== Exercise description ==
The data below calls for an exact copy.

== Supplied data ==
pub mod models;
pub mod pii;

pub use models::events::{ConsistencyAlert, HoldStateChanged, HoldTransition, OrderConfirmedEvent};
pub use pii::Masked;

== Result of this exercise ==
pub mod models;
pub mod pii;

pub use models::events::{ConsistencyAlert, HoldStateChanged, HoldTransition, OrderConfirmedEvent};
pub use pii::Masked;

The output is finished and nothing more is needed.